Writing system from Elam

Linear Elamite was a writing system used in Elam during the Bronze Age between c. 2300 and 1850 BCE, and known mainly from a few extant monumental inscriptions. It was used contemporaneously with Elamite cuneiform and records the Elamite language. The French archaeologist François Desset and his colleagues have argued that it is the oldest known purely phonographic writing system, although others, such as the linguist Michael Mäder, have argued that it is partly logographic.

There have been multiple attempts to decipher the script, aided by the discovery of a limited number of multilingual and bigraphic inscriptions. Early efforts by Carl Frank (1912) and Ferdinand Bork (1905, 1924) made limited progress. Later work by Walther Hinz and Piero Meriggi furthered the work. Starting in 2018, Desset outlined some of his proposed decipherments of the script accomplished with a team of other scholars. Their proposed near-complete decipherment was published in 2022, being received positively by some researchers (Note: Such as Manfred Krebernik, an expert on Near Eastern Studies at the University of Jena; Matthew Stolper, an Assyriologist at the University of Chicago; Piotr Steinkeller, an Assyriologist at Harvard University.) while others (Note: Such as Michael Mäder, linguist at the University of Bern.) remain sceptical until detailed translations of texts have been published.

== History ==

It is often argued that Linear Elamite is derived from the older Proto-Elamite writing system. (Note: (Desset, Tabibzadeh, Kervran & Basello 2022): "Here we put forward the hypothesis that Proto-Elamite and Linear Elamite scripts were probably not two different writing systems, but the same system at two different chronological stages of evolution"; with footnote 122: "As has previously been proposed by Gelb (1963), Reiner (1969), Meriggi (1971), Steve (2000), and Grillot (2008). For an opposite view, see Englund (2004).") The earliest evidence for the use of Linear Elamite script in Susa has been traditionally associated with the rule of king Puzur-inshushinak. He came to power sometime around 2150 BCE.

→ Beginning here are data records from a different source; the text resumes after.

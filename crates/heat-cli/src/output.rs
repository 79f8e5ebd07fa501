//! Output formatting for CLI commands.
//!
//! Supports table (human-readable) and JSON output formats.

use std::io::Write;

use chrono::{DateTime, Utc};
use serde::Serialize;

use heat_analyzer::{AnalysisResult, Confidence, ThermalState};
use heat_doctor::DoctorReport;
use heat_events::ThermalEvent;

use crate::cli::Format;
use crate::error::CliError;

/// Output formatter that handles both table and JSON output.
#[derive(Debug, Clone)]
pub struct OutputFormat {
    format: Format,
}

impl OutputFormat {
    /// Create a new output formatter.
    #[must_use]
    pub const fn new(format: Format) -> Self {
        Self { format }
    }

    /// Get the current format.
    #[must_use]
    pub const fn format(&self) -> Format {
        self.format
    }

    /// Check if JSON format is selected.
    #[must_use]
    pub const fn is_json(&self) -> bool {
        matches!(self.format, Format::Json)
    }

    /// Write a serializable value to the output.
    ///
    /// # Errors
    ///
    /// Returns an error if serialization or writing fails.
    pub fn write<W, T>(&self, writer: &mut W, value: &T) -> Result<(), CliError>
    where
        W: Write,
        T: Serialize + TableDisplay,
    {
        match self.format {
            Format::Json => {
                serde_json::to_writer_pretty(&mut *writer, value)
                    .map_err(|e| CliError::Format(format!("JSON serialization failed: {e}")))?;
                writeln!(writer)?;
            }
            Format::Table => {
                value.write_table(writer)?;
            }
        }
        Ok(())
    }

    /// Write a serializable value to a string.
    ///
    /// # Errors
    ///
    /// Returns an error if serialization fails.
    pub fn to_string<T>(&self, value: &T) -> Result<String, CliError>
    where
        T: Serialize + TableDisplay,
    {
        let mut buf = Vec::new();
        self.write(&mut buf, value)?;
        String::from_utf8(buf).map_err(|e| CliError::Format(format!("UTF-8 error: {e}")))
    }
}

impl Default for OutputFormat {
    fn default() -> Self {
        Self::new(Format::Table)
    }
}

/// Trait for types that can be displayed as a table.
pub trait TableDisplay {
    /// Write the value as a human-readable table.
    ///
    /// # Errors
    ///
    /// Returns an error if writing fails.
    fn write_table<W: Write>(&self, writer: &mut W) -> Result<(), CliError>;
}

/// One-shot classification result for display.
#[derive(Debug, Clone, Serialize)]
pub struct StatusView {
    /// Classified thermal state.
    pub state: ThermalState,
    /// Why the state was chosen.
    pub reason: String,
    /// Confidence grade for the classification.
    pub confidence: Confidence,
    /// Names of the signals that were obtained.
    pub signals: Vec<String>,
}

impl From<&AnalysisResult> for StatusView {
    fn from(result: &AnalysisResult) -> Self {
        Self {
            state: result.state,
            reason: result.reason.clone(),
            confidence: result.confidence,
            signals: result
                .snapshot
                .signals
                .iter()
                .map(|s| s.as_str().to_string())
                .collect(),
        }
    }
}

impl TableDisplay for StatusView {
    fn write_table<W: Write>(&self, writer: &mut W) -> Result<(), CliError> {
        writeln!(writer, "Thermal state:  {}", self.state)?;
        writeln!(writer, "Reason:         {}", self.reason)?;
        writeln!(writer, "Confidence:     {}", self.confidence)?;
        if self.signals.is_empty() {
            writeln!(writer, "Signals:        none")?;
        } else {
            writeln!(writer, "Signals:        {}", self.signals.join(", "))?;
        }
        Ok(())
    }
}

/// A single event prepared for display.
#[derive(Debug, Clone, Serialize)]
pub struct EventView {
    /// When the event occurred.
    pub timestamp: DateTime<Utc>,
    /// Event kind.
    #[serde(rename = "type")]
    pub kind: String,
    /// Event details.
    pub details: String,
}

impl From<&ThermalEvent> for EventView {
    fn from(event: &ThermalEvent) -> Self {
        Self {
            timestamp: event.timestamp,
            kind: event.kind.clone(),
            details: event.details.clone(),
        }
    }
}

/// List of events for display.
#[derive(Debug, Clone, Serialize)]
pub struct EventList {
    /// Events, oldest first.
    pub events: Vec<EventView>,
}

impl TableDisplay for EventList {
    fn write_table<W: Write>(&self, writer: &mut W) -> Result<(), CliError> {
        if self.events.is_empty() {
            writeln!(writer, "no events recorded")?;
            return Ok(());
        }
        for event in &self.events {
            writeln!(
                writer,
                "{} {} {}",
                event.timestamp.format("%H:%M"),
                event.kind,
                event.details
            )?;
        }
        Ok(())
    }
}

/// Summary of recorded events over a window.
#[derive(Debug, Clone, Serialize)]
pub struct AnalyzeSummary {
    /// The window that was analyzed, as given on the command line.
    pub window: String,
    /// Events recorded within the window.
    pub event_count: usize,
    /// Throttling events within the window.
    pub throttle_count: usize,
}

impl TableDisplay for AnalyzeSummary {
    fn write_table<W: Write>(&self, writer: &mut W) -> Result<(), CliError> {
        writeln!(writer, "Thermal events (last {})", self.window)?;
        if self.event_count == 0 {
            writeln!(writer, "  no events recorded in this period")?;
            return Ok(());
        }
        writeln!(writer, "  Recorded:    {}", self.event_count)?;
        writeln!(writer, "  Throttling:  {}", self.throttle_count)?;
        Ok(())
    }
}

impl TableDisplay for DoctorReport {
    fn write_table<W: Write>(&self, writer: &mut W) -> Result<(), CliError> {
        write!(writer, "{self}")?;
        Ok(())
    }
}

#[cfg(test)]
mod tests {
    use super::*;

    fn sample_status() -> StatusView {
        StatusView {
            state: ThermalState::HeatStress,
            reason: "high temperature 91.0C".into(),
            confidence: Confidence::High,
            signals: vec!["temperature".into(), "frequency".into(), "load".into()],
        }
    }

    #[test]
    fn status_table_lists_fields() {
        let format = OutputFormat::new(Format::Table);
        let out = format.to_string(&sample_status()).unwrap();
        assert!(out.contains("HEAT_STRESS"));
        assert!(out.contains("high temperature 91.0C"));
        assert!(out.contains("temperature, frequency, load"));
    }

    #[test]
    fn status_json_is_machine_readable() {
        let format = OutputFormat::new(Format::Json);
        let out = format.to_string(&sample_status()).unwrap();
        let value: serde_json::Value = serde_json::from_str(&out).unwrap();
        assert_eq!(value["state"], "HEAT_STRESS");
        assert_eq!(value["confidence"], "high");
    }

    #[test]
    fn status_table_with_no_signals_says_none() {
        let view = StatusView {
            state: ThermalState::Normal,
            reason: "operating within normal parameters".into(),
            confidence: Confidence::Low,
            signals: vec![],
        };
        let out = OutputFormat::default().to_string(&view).unwrap();
        assert!(out.contains("Signals:        none"));
    }

    #[test]
    fn empty_event_list_renders_placeholder() {
        let list = EventList { events: vec![] };
        let out = OutputFormat::default().to_string(&list).unwrap();
        assert!(out.contains("no events recorded"));
    }

    #[test]
    fn analyze_summary_renders_counts() {
        let summary = AnalyzeSummary {
            window: "2h".into(),
            event_count: 4,
            throttle_count: 2,
        };
        let out = OutputFormat::default().to_string(&summary).unwrap();
        assert!(out.contains("last 2h"));
        assert!(out.contains("Throttling:  2"));
    }
}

There is also evidence that the script was used even earlier, such as in 2300 BCE, but this has not been fully confirmed.

The use of Linear Elamite continued after 2100 BCE, and the death of King Puzur-Shushinak, last ruler of the Awan Dynasty in Susa. After his death, Susa was overrun by the Third dynasty of Ur, while Elam fell under control of the Shimashki dynasty, also Elamite of origin.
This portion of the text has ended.